保守論客の独り言

社会の様々な問題に保守の視点で斬り込みます

各紙元旦社説批評(1) ~寒々とした各紙元旦社説~

新聞各紙の元旦社説を読んでこれほど虚しく感じたことはなかった。中身がない。論ずべきものを持たないマスコミ。まさにマスコミの為体(ていたらく)がここに表れている、私はそのように感じた。

 読むに値しない、紙とインクの無駄遣いのような社説が散見される中で、朝日新聞は正しいかどうかは別にして一定の見識を示している。まず取り上げたのが、政権交代を目指して導入された「小選挙区制」についてである。

小選挙区制の導入は端的に失敗だったのだろうか。

 政治とカネをめぐる醜聞の温床とされた中選挙区制の復活は論外としても、現行制度の見直し論は以前からある。

 比例代表中心の制度に変え、適度な多党制を常態にすれば、力任せの多数決主義は影を潜め、与野党の合意形成を重んじる熟議の民主主義になる――。こうした議論にも一理はある。

 だが、急ぎすぎてはならない。与野党有権者もまだ、今の制度を十分使いこなしているとはいえない現状を考えたい》(朝日新聞

 むしろ現在のような荒涼たる政治風景を生み出した元凶が「小選挙区制」だったのではないか。小選挙区制が導入されたことで、政党選択選挙となってしまい、人物判断は二の次、三の次になってしまった。政党が出す「巧言令色」の公約の是非を問うことにどれほどの意味があるのだろうか。

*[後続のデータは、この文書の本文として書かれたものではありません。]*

use std::time::Duration;

use axum::{
    async_trait,
    extract::{FromRef, FromRequestParts},
    http::request::Parts,
};
use jsonwebtoken::{decode, encode, DecodingKey, EncodingKey, Header, Validation};
use time::{Duration as TimeDuration, OffsetDateTime};
use tracing::{debug, warn};
use uuid::Uuid;

use super::claims::{Claims, TokenKind};
use crate::config::JwtConfig;
use crate::error::ApiError;
use crate::state::AppState;

/// JWT signing and verification keys derived from config.
#[derive(Clone)]
pub struct JwtKeys {
    pub encoding: EncodingKey,
    pub decoding: DecodingKey,
    pub issuer: String,
    pub audience: String,
    pub access_ttl: Duration,
    pub refresh_ttl: Duration,
}

impl FromRef<AppState> for JwtKeys {
    fn from_ref(state: &AppState) -> Self {
        let JwtConfig {
            secret,
            issuer,
            audience,
            ttl_minutes,
            refresh_ttl_minutes,
        } = state.config.jwt.clone();
        Self {
            encoding: EncodingKey::from_secret(secret.as_bytes()),
            decoding: DecodingKey::from_secret(secret.as_bytes()),
            issuer,
            audience,
            access_ttl: Duration::from_secs((ttl_minutes as u64) * 60),
            refresh_ttl: Duration::from_secs((refresh_ttl_minutes as u64) * 60),
        }
    }
}

impl JwtKeys {
    fn sign_with_kind(&self, user_id: Uuid, kind: TokenKind) -> anyhow::Result<String> {
        let now = OffsetDateTime::now_utc();
        let ttl = match kind {
            TokenKind::Access => self.access_ttl,
            TokenKind::Refresh => self.refresh_ttl,
        };
        let exp = now + TimeDuration::seconds(ttl.as_secs() as i64);
        let claims = Claims {
            sub: user_id,
            iat: now.unix_timestamp() as usize,
            exp: exp.unix_timestamp() as usize,
            iss: self.issuer.clone(),
            aud: self.audience.clone(),
            kind,
        };
        let token = encode(&Header::default(), &claims, &self.encoding)?;
        debug!(user_id = %user_id, kind = ?kind, "jwt signed");
        Ok(token)
    }

    pub fn sign_access(&self, user_id: Uuid) -> anyhow::Result<String> {
        self.sign_with_kind(user_id, TokenKind::Access)
    }
    pub fn sign_refresh(&self, user_id: Uuid) -> anyhow::Result<String> {
        self.sign_with_kind(user_id, TokenKind::Refresh)
    }

    pub fn verify(&self, token: &str) -> anyhow::Result<Claims> {
        let mut validation = Validation::default();
        validation.set_audience(std::slice::from_ref(&self.audience));
        validation.set_issuer(std::slice::from_ref(&self.issuer));
        let data = decode::<Claims>(token, &self.decoding, &validation)?;
        Ok(data.claims)
    }

    pub fn verify_refresh(&self, token: &str) -> anyhow::Result<Claims> {
        let claims = self.verify(token)?;
        if claims.kind != TokenKind::Refresh {
            anyhow::bail!("not a refresh token");
        }
        Ok(claims)
    }
}

/// Extracts the authenticated user ID from the `Authorization: Bearer` header.
///
/// The verified token subject is the sole source of requester identity;
/// user IDs found in request bodies are never trusted.
pub struct AuthUser(pub Uuid);

#[async_trait]
impl<S> FromRequestParts<S> for AuthUser
where
    S: Send + Sync,
    JwtKeys: FromRef<S>,
{
    type Rejection = ApiError;

    async fn from_request_parts(parts: &mut Parts, state: &S) -> Result<Self, Self::Rejection> {
        let keys = JwtKeys::from_ref(state);
        let auth_header = parts
            .headers
            .get(axum::http::header::AUTHORIZATION)
            .and_then(|v| v.to_str().ok())
            .ok_or_else(|| ApiError::Unauthenticated("missing Authorization header".into()))?;

        let token = auth_header
            .strip_prefix("Bearer ")
            .or_else(|| auth_header.strip_prefix("bearer "))
            .ok_or_else(|| ApiError::Unauthenticated("invalid auth scheme".into()))?;

        let claims = keys.verify(token).map_err(|_| {
            warn!("invalid or expired token");
            ApiError::Unauthenticated("invalid or expired token".into())
        })?;

        if claims.kind != TokenKind::Access {
            return Err(ApiError::Unauthenticated("access token required".into()));
        }

        Ok(AuthUser(claims.sub))
    }
}

#[cfg(test)]
mod tests {
    use super::*;

    fn make_keys() -> JwtKeys {
        let state = AppState::fake();
        JwtKeys::from_ref(&state)
    }

    #[tokio::test]
    async fn sign_and_verify_access_token() {
        let keys = make_keys();
        let user_id = Uuid::new_v4();
        let token = keys.sign_access(user_id).expect("sign access");
        let claims = keys.verify(&token).expect("verify token");
        assert_eq!(claims.sub, user_id);
        assert_eq!(claims.iss, "test-issuer");
        assert_eq!(claims.aud, "test-aud");
        assert_eq!(claims.kind, TokenKind::Access);
    }

    #[tokio::test]
    async fn verify_refresh_accepts_refresh_and_rejects_access() {
        let keys = make_keys();
        let user_id = Uuid::new_v4();

        let refresh = keys.sign_refresh(user_id).expect("sign refresh");
        let claims = keys.verify_refresh(&refresh).expect("verify refresh");
        assert_eq!(claims.sub, user_id);
        assert_eq!(claims.kind, TokenKind::Refresh);

        let access = keys.sign_access(user_id).expect("sign access");
        let err = keys.verify_refresh(&access).unwrap_err();
        assert!(err.to_string().contains("not a refresh token"));
    }

    #[tokio::test]
    async fn verify_rejects_garbage() {
        let keys = make_keys();
        assert!(keys.verify("not-a-token").is_err());
    }
}
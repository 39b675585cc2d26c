use anyhow::Context;
use serde::Deserialize;

#[derive(Debug, Clone, Deserialize)]
pub struct JwtConfig {
    pub secret: String,
    pub issuer: String,
    pub audience: String,
    pub ttl_minutes: i64,
    pub refresh_ttl_minutes: i64,
}

#[derive(Debug, Clone, Deserialize)]
pub struct S3Config {
    pub endpoint: String,
    pub bucket: String,
    pub access_key: String,
    pub secret_key: String,
    pub region: String,
    /// Base under which stored objects are publicly reachable; book records
    /// persist full URLs built from it.
    pub public_url: String,
}

#[derive(Debug, Clone, Deserialize)]
pub struct AppConfig {
    pub database_url: String,
    pub jwt: JwtConfig,
    pub s3: S3Config,
}

fn required(name: &str) -> anyhow::Result<String> {
    std::env::var(name).with_context(|| format!("missing required env var {name}"))
}

impl AppConfig {
    pub fn from_env() -> anyhow::Result<Self> {
        let database_url = required("DATABASE_URL")?;
        let jwt = JwtConfig {
            secret: required("JWT_SECRET")?,
            issuer: std::env::var("JWT_ISSUER").unwrap_or_else(|_| "grimoire".into()),
            audience: std::env::var("JWT_AUDIENCE").unwrap_or_else(|_| "grimoire-users".into()),
            ttl_minutes: std::env::var("JWT_TTL_MINUTES")
                .ok()
                .and_then(|v| v.parse::<i64>().ok())
                .unwrap_or(60 * 24),
            refresh_ttl_minutes: std::env::var("JWT_REFRESH_TTL_MINUTES")
                .ok()
                .and_then(|v| v.parse::<i64>().ok())
                .unwrap_or(60 * 24 * 14),
        };
        let s3 = S3Config {
            endpoint: required("S3_ENDPOINT")?,
            bucket: required("S3_BUCKET")?,
            access_key: required("S3_ACCESS_KEY")?,
            secret_key: required("S3_SECRET_KEY")?,
            region: std::env::var("S3_REGION").unwrap_or_else(|_| "us-east-1".into()),
            public_url: required("S3_PUBLIC_URL")?.trim_end_matches('/').to_string(),
        };
        Ok(Self {
            database_url,
            jwt,
            s3,
        })
    }
}
use anyhow::Context;

mod app;
mod auth;
mod books;
mod config;
mod covers;
mod error;
mod state;
mod storage;

#[tokio::main]
async fn main() -> anyhow::Result<()> {
    dotenvy::dotenv().ok();

    let env_filter = std::env::var("RUST_LOG")
        .unwrap_or_else(|_| "grimoire=debug,axum=info,tower_http=info".to_string());
    let json_logs = std::env::var("LOG_FORMAT")
        .map(|v| v == "json")
        .unwrap_or(false);

    if json_logs {
        tracing_subscriber::fmt()
            .with_env_filter(env_filter)
            .with_target(false)
            .json()
            .init();
    } else {
        tracing_subscriber::fmt().with_env_filter(env_filter).init();
    }

    let state = state::AppState::init().await?;

    sqlx::migrate!("./migrations")
        .run(&state.db)
        .await
        .context("run migrations")?;

    let app = app::build_app(state);
    app::serve(app).await
}
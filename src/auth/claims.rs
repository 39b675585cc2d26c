use serde::{Deserialize, Serialize};
use uuid::Uuid;

/// Type of JWT: access or refresh.
#[derive(Debug, Clone, Copy, Serialize, Deserialize, PartialEq, Eq)]
#[serde(rename_all = "lowercase")]
pub enum TokenKind {
    Access,
    Refresh,
}

/// JWT payload used for authentication.
#[derive(Debug, Clone, Serialize, Deserialize)]
pub struct Claims {
    pub sub: Uuid,       // user ID
    pub iat: usize,      // issued at (unix timestamp)
    pub exp: usize,      // expires at (unix timestamp)
    pub iss: String,     // issuer
    pub aud: String,     // audience
    pub kind: TokenKind, // token type
}
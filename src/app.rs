use std::net::SocketAddr;

use axum::{routing::get, Router};
use tower_http::{cors::CorsLayer, trace::TraceLayer};

use crate::state::AppState;
use crate::{auth, books};

pub fn build_app(state: AppState) -> Router {
    Router::new()
        .nest(
            "/api",
            Router::new()
                .merge(auth::router())
                .merge(books::router())
                .route("/health", get(|| async { "ok" })),
        )
        .with_state(state)
        .layer(CorsLayer::permissive())
        .layer(
            TraceLayer::new_for_http()
                .make_span_with(|req: &axum::http::Request<_>| {
                    let method = req.method().clone();
                    let uri = req.uri().clone();
                    tracing::info_span!("http_request", %method, uri = %uri)
                })
                .on_response(
                    |res: &axum::http::Response<_>,
                     _latency: std::time::Duration,
                     span: &tracing::Span| {
                        let status = res.status();
                        span.record("status", tracing::field::display(status));
                        if status.is_server_error() {
                            tracing::error!(%status, "response");
                        } else {
                            tracing::info!(%status, "response");
                        }
                    },
                ),
        )
}

pub async fn serve(app: Router) -> anyhow::Result<()> {
    let addr: SocketAddr = format!(
        "{}:{}",
        std::env::var("APP_HOST").unwrap_or_else(|_| "0.0.0.0".into()),
        std::env::var("APP_PORT").unwrap_or_else(|_| "8080".into())
    )
    .parse()?;

    tracing::info!("listening on {}", addr);
    let listener = tokio::net::TcpListener::bind(addr).await?;
    axum::serve(listener, app).await?;
    Ok(())
}
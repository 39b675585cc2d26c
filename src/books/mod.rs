pub mod domain;
mod dto;
pub mod handlers;
pub mod repo;

use axum::Router;

use crate::state::AppState;

pub fn router() -> Router<AppState> {
    Router::new()
        .merge(handlers::read_routes())
        .merge(handlers::write_routes())
}
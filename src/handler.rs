//! Route handlers.
//!
//! A handler is any `async fn(Request) -> R` where `R` converts into
//! `Result<Response>`. The router stores them as [`BoxedHandler`]
//! (`Arc<dyn ErasedHandler>`), so routes with different handler types live
//! in one table and the same handler can serve concurrent requests.
//!
//! Controller actions are handlers too. A [`Controller`] maps action names
//! to handlers bound to a shared instance, and
//! [`Router::add_action`](crate::Router::add_action) resolves the name once,
//! when the route is registered.

use std::future::Future;
use std::pin::Pin;
use std::sync::Arc;

use crate::error::{Error, Result};
use crate::request::Request;
use crate::response::{IntoResponse, Response};
use crate::status::Status;

/// A heap-allocated, type-erased future.
pub type BoxFuture<'a, T> = Pin<Box<dyn Future<Output = T> + Send + 'a>>;

/// Object-safe call interface behind [`BoxedHandler`].
#[doc(hidden)]
pub trait ErasedHandler {
    fn call(&self, req: Request) -> BoxFuture<'static, Result<Response>>;
}

/// A heap-allocated, type-erased handler shared across concurrent requests.
pub type BoxedHandler = Arc<dyn ErasedHandler + Send + Sync + 'static>;

// ── Handler results ───────────────────────────────────────────────────────────

/// What a handler may return: any [`IntoResponse`] value, or a `Result` of
/// one whose error converts into `anyhow::Error`.
pub trait IntoHandlerResult {
    fn into_handler_result(self) -> Result<Response>;
}

macro_rules! infallible_results {
    ($($ty:ty),+ $(,)?) => {
        $(
            impl IntoHandlerResult for $ty {
                fn into_handler_result(self) -> Result<Response> {
                    Ok(self.into_response())
                }
            }
        )+
    };
}

infallible_results!(Response, &'static str, String, Status, serde_json::Value);

impl<T, E> IntoHandlerResult for std::result::Result<T, E>
where
    T: IntoResponse,
    E: Into<anyhow::Error>,
{
    fn into_handler_result(self) -> Result<Response> {
        self.map(IntoResponse::into_response).map_err(Into::into)
    }
}

// ── Public Handler trait ──────────────────────────────────────────────────────

/// Anything that can be registered as a route handler: an
/// `async fn(Request) -> impl IntoHandlerResult` or an equivalent closure.
/// Sealed.
pub trait Handler: private::Sealed + Send + Sync + 'static {
    #[doc(hidden)]
    fn into_boxed_handler(self) -> BoxedHandler;
}

mod private {
    pub trait Sealed {}
}

impl<F, Fut, R> private::Sealed for F
where
    F: Fn(Request) -> Fut + Send + Sync + 'static,
    Fut: Future<Output = R> + Send + 'static,
    R: IntoHandlerResult + Send + 'static,
{
}

impl<F, Fut, R> Handler for F
where
    F: Fn(Request) -> Fut + Send + Sync + 'static,
    Fut: Future<Output = R> + Send + 'static,
    R: IntoHandlerResult + Send + 'static,
{
    fn into_boxed_handler(self) -> BoxedHandler {
        Arc::new(FnHandler(self))
    }
}

struct FnHandler<F>(F);

impl<F, Fut, R> ErasedHandler for FnHandler<F>
where
    F: Fn(Request) -> Fut + Send + Sync,
    Fut: Future<Output = R> + Send + 'static,
    R: IntoHandlerResult + Send + 'static,
{
    fn call(&self, req: Request) -> BoxFuture<'static, Result<Response>> {
        let fut = (self.0)(req);
        Box::pin(async move { fut.await.into_handler_result() })
    }
}

// ── Controllers ───────────────────────────────────────────────────────────────

/// A named group of actions.
///
/// ```rust
/// use std::sync::Arc;
/// use tsu::{BoxedHandler, Controller, Request, Response, Result, bind};
///
/// struct Users { greeting: String }
///
/// impl Users {
///     async fn show(self: Arc<Self>, req: Request) -> Result<Response> {
///         let id = req.param("id").unwrap_or("?");
///         Ok(Response::text(format!("{} {id}", self.greeting)))
///     }
/// }
///
/// impl Controller for Users {
///     fn action(self: Arc<Self>, name: &str) -> Option<BoxedHandler> {
///         match name {
///             "show" => Some(bind(self, Users::show)),
///             _ => None,
///         }
///     }
/// }
/// ```
pub trait Controller: Send + Sync + 'static {
    /// Resolves `name` to a handler bound to this controller.
    fn action(self: Arc<Self>, name: &str) -> Option<BoxedHandler>;
}

/// Binds a method-like function to a shared controller instance.
pub fn bind<C, F, Fut, R>(controller: Arc<C>, method: F) -> BoxedHandler
where
    C: Send + Sync + 'static,
    F: Fn(Arc<C>, Request) -> Fut + Send + Sync + 'static,
    Fut: Future<Output = R> + Send + 'static,
    R: IntoHandlerResult + Send + 'static,
{
    let handler = move |req: Request| method(Arc::clone(&controller), req);
    handler.into_boxed_handler()
}

/// A controller action that could not be resolved at registration. Every
/// call fails with `InvalidHandler`, which renders as a 500.
pub(crate) struct UnresolvedAction {
    pub(crate) controller: String,
    pub(crate) action: String,
}

impl ErasedHandler for UnresolvedAction {
    fn call(&self, _req: Request) -> BoxFuture<'static, Result<Response>> {
        let err = Error::invalid_handler(format!(
            "Invalid route callback `{}@{}`.",
            self.controller, self.action
        ));
        Box::pin(async move { Err(err.into()) })
    }
}

#[cfg(test)]
mod tests {
    use super::*;
    use crate::{ErrorKind, Method};

    async fn plain(_req: Request) -> &'static str {
        "plain"
    }

    async fn fallible(req: Request) -> Result<Response> {
        match req.param("id") {
            Some(id) => Ok(Response::text(id.to_owned())),
            None => Err(Error::not_found().into()),
        }
    }

    fn request() -> Request {
        Request::try_new(Method::Get, "/").unwrap()
    }

    #[tokio::test]
    async fn plain_handler_is_ok() {
        let res = plain.into_boxed_handler().call(request()).await.unwrap();
        assert_eq!(res.body().to_string_lossy(), "plain");
    }

    #[tokio::test]
    async fn fallible_handler_propagates_error() {
        let err = fallible.into_boxed_handler().call(request()).await.unwrap_err();
        assert_eq!(err.downcast_ref::<Error>().map(Error::kind), Some(ErrorKind::NotFound));
    }

    #[tokio::test]
    async fn unresolved_target_is_invalid_handler() {
        let target = UnresolvedAction { controller: "users".into(), action: "nope".into() };
        let err = target.call(request()).await.unwrap_err();
        assert_eq!(err.downcast_ref::<Error>().map(Error::kind), Some(ErrorKind::InvalidHandler));
    }
}
//! Application context and the dispatch entry point.
//!
//! An [`App`] owns everything a request needs: the route table, the
//! middleware registry, the error strategy and the CORS settings. It is
//! built once at startup and then only read, so one instance can serve
//! any number of concurrent requests. There is no process-wide state;
//! tests build a fresh `App` each.

use std::any::Any;
use std::panic::AssertUnwindSafe;

use futures_util::FutureExt;
use tracing::debug;

use crate::config::Config;
use crate::error::{Error, Result};
use crate::method::Method;
use crate::middleware::{Middleware, MiddlewareNames, MiddlewareRegistry};
use crate::request::Request;
use crate::response::Response;
use crate::router::{Match, Router};
use crate::status::Status;
use crate::strategy::ErrorStrategy;

/// ```rust
/// use tsu::{App, Config, Request, Response};
///
/// # async fn run() {
/// async fn hello(_: Request) -> &'static str { "hello" }
///
/// let mut app = App::new(Config::default());
/// app.router_mut().get("/", hello);
///
/// let res = app.dispatch(Request::try_new(tsu::Method::Get, "/").unwrap()).await;
/// assert_eq!(res.status_code(), 200);
/// # }
/// ```
pub struct App {
    config: Config,
    router: Router,
    middleware: MiddlewareRegistry,
    strategy: ErrorStrategy,
}

impl App {
    pub fn new(config: Config) -> Self {
        let strategy = ErrorStrategy::new(config.debug);
        Self { config, router: Router::new(), middleware: MiddlewareRegistry::new(), strategy }
    }

    /// Replaces the route table.
    pub fn with_router(mut self, router: Router) -> Self {
        self.router = router;
        self
    }

    pub fn config(&self) -> &Config { &self.config }
    pub fn router(&self) -> &Router { &self.router }
    pub fn router_mut(&mut self) -> &mut Router { &mut self.router }
    pub fn middleware(&self) -> &MiddlewareRegistry { &self.middleware }
    pub fn middleware_mut(&mut self) -> &mut MiddlewareRegistry { &mut self.middleware }
    pub fn strategy(&self) -> &ErrorStrategy { &self.strategy }

    /// Shortcut for `middleware_mut().register(..)`.
    pub fn register(&mut self, name: impl Into<String>, middleware: impl Middleware) -> &mut MiddlewareRegistry {
        self.middleware.register(name, middleware)
    }

    /// Shortcut for `middleware_mut().register_factory(..)`.
    pub fn register_factory<F, M>(&mut self, name: impl Into<String>, factory: F) -> &mut MiddlewareRegistry
    where
        F: Fn() -> M + Send + Sync + 'static,
        M: Middleware,
    {
        self.middleware.register_factory(name, factory)
    }

    /// Shortcut for `middleware_mut().add_global(..)`.
    pub fn add_global(&mut self, names: impl MiddlewareNames) -> &mut MiddlewareRegistry {
        self.middleware.add_global(names)
    }

    /// Runs one request through routing, middleware and the handler, and
    /// always produces a response.
    ///
    /// Failures, including panics, are rendered by the strategy. CORS
    /// headers are then added to whatever response came out.
    pub async fn dispatch(&self, request: Request) -> Response {
        let origin = request.header("origin").map(str::to_owned);

        let outcome = AssertUnwindSafe(self.route(request)).catch_unwind().await;
        let response = match outcome {
            Ok(Ok(response)) => response,
            Ok(Err(err)) => self.strategy.render(&err),
            Err(panic) => self.strategy.render(&panic_error(panic)),
        };

        self.decorate(origin.as_deref(), response)
    }

    /// Renders a failure raised before a [`Request`] could be built.
    pub(crate) fn reject(&self, err: &anyhow::Error, origin: Option<&str>) -> Response {
        self.decorate(origin, self.strategy.render(err))
    }

    fn decorate(&self, origin: Option<&str>, response: Response) -> Response {
        match &self.config.cors {
            Some(cors) => cors.apply(origin, response),
            None => response,
        }
    }

    async fn route(&self, request: Request) -> Result<Response> {
        let method = request.method();
        match self.router.find(method, request.path()) {
            Match::Found(route, params) => route.execute(request, params, &self.middleware).await,
            Match::MethodNotAllowed(allow) if method == Method::Options => {
                debug!(path = request.path(), "answering preflight");
                let allow = allow.iter().map(|m| m.as_str()).collect::<Vec<_>>().join(", ");
                Ok(Response::empty(Status::NO_CONTENT).with_header("Allow", allow))
            }
            Match::MethodNotAllowed(allow) => Err(Error::method_not_allowed(&allow).into()),
            Match::NotFound => Err(Error::not_found().into()),
        }
    }
}

fn panic_error(payload: Box<dyn Any + Send>) -> anyhow::Error {
    let message = payload
        .downcast_ref::<&str>()
        .map(|s| (*s).to_owned())
        .or_else(|| payload.downcast_ref::<String>().cloned())
        .unwrap_or_else(|| "handler panicked".to_owned());
    anyhow::anyhow!(message)
}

 朝日社説子は<中選挙区制の復活は論外>と言うが、果たしてそうだろうか。<政治とカネ>の問題にしても、小沢一郎氏、鳩山由紀夫氏の例をみても分かるように、選挙制度を変えればなくなるというような話ではない。そんな表層的なことよりももっと本質的には多量の「死票」が出てしまうという問題がある。しばしば少数意見を尊重するように主張する朝日が死票の多い小選挙区制を支持するのは矛盾である。また、小選挙区制は首相に権力が集中しがちである。朝日が安倍一強を批判するのであればこれもまた矛盾でしかない。

 次に社説子は憲法問題を取り上げる。

第53条 内閣は、国会の臨時会の召集を決定することができる。いづれかの議院の総議員の4分の1以上の要求があれば、内閣は、その召集を決定しなければならない。

《内閣が開きたくなくても、国会の意思として開かせ、権力分立の実を上げる仕組みだ。

 ところが、安倍政権は憲法に基づく野党の要求を重ねて無視してきた。違憲批判が起こるのは当然である。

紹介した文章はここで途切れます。